Exercise description –
Scan the listing for the word "impl", and copy out each line where it is found.

Available records –
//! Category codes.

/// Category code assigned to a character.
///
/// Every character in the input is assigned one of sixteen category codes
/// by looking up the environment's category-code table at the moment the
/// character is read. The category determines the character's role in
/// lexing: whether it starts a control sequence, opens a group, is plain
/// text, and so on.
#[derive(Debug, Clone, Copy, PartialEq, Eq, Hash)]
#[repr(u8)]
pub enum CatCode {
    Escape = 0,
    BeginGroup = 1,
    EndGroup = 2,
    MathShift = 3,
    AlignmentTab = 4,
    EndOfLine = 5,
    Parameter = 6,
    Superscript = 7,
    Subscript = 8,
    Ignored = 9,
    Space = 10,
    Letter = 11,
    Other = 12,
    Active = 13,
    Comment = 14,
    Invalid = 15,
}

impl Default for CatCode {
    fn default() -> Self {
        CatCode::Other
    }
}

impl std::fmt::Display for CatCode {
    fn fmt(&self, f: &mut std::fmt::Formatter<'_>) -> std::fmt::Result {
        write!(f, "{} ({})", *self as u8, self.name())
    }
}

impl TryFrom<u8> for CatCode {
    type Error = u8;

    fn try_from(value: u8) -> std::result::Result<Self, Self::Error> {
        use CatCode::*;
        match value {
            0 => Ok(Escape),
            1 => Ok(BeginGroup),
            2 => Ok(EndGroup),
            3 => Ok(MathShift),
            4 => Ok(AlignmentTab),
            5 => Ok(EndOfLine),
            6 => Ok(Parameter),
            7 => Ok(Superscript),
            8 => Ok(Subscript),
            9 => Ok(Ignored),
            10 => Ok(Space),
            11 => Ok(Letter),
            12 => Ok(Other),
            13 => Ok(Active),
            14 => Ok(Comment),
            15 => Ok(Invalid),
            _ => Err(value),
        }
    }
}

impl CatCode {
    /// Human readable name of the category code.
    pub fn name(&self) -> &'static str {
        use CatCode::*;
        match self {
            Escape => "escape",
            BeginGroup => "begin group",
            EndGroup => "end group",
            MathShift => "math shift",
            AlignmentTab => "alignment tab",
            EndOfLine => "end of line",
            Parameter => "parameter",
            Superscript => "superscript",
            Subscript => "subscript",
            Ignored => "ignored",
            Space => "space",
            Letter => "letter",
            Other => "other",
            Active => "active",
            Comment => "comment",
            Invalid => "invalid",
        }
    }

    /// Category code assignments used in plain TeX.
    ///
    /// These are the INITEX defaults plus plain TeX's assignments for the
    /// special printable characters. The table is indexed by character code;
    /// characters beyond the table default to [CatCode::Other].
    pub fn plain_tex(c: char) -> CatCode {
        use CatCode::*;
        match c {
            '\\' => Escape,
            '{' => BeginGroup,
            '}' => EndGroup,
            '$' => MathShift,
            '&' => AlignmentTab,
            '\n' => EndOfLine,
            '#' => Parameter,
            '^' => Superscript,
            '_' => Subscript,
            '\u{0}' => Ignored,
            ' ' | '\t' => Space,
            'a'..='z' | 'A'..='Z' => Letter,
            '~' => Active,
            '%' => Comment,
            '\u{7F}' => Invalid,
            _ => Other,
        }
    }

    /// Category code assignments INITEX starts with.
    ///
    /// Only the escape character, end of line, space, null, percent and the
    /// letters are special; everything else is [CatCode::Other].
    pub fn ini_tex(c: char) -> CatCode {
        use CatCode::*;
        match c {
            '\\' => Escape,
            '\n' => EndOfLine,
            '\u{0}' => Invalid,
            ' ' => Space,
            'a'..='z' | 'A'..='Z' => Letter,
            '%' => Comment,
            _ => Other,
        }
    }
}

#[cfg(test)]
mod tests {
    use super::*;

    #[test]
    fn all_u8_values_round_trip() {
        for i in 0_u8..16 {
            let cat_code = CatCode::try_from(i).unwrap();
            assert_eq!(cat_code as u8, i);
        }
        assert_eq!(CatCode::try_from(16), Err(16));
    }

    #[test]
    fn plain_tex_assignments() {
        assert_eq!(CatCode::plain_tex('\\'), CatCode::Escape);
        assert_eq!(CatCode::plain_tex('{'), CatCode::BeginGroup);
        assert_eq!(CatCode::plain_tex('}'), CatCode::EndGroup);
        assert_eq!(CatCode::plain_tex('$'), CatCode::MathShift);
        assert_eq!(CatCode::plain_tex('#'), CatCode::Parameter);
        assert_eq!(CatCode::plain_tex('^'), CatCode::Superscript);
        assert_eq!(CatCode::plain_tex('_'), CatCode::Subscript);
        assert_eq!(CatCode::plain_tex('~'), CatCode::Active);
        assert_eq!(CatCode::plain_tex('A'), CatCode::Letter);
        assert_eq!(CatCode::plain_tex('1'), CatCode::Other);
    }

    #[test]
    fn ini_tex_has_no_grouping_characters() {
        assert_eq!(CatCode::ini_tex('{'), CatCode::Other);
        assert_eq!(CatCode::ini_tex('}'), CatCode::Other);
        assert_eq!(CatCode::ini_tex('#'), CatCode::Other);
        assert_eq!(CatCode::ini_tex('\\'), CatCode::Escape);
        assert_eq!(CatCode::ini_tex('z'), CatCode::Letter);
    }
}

Task response –
impl Default for CatCode {
impl std::fmt::Display for CatCode {
impl TryFrom<u8> for CatCode {
impl CatCode {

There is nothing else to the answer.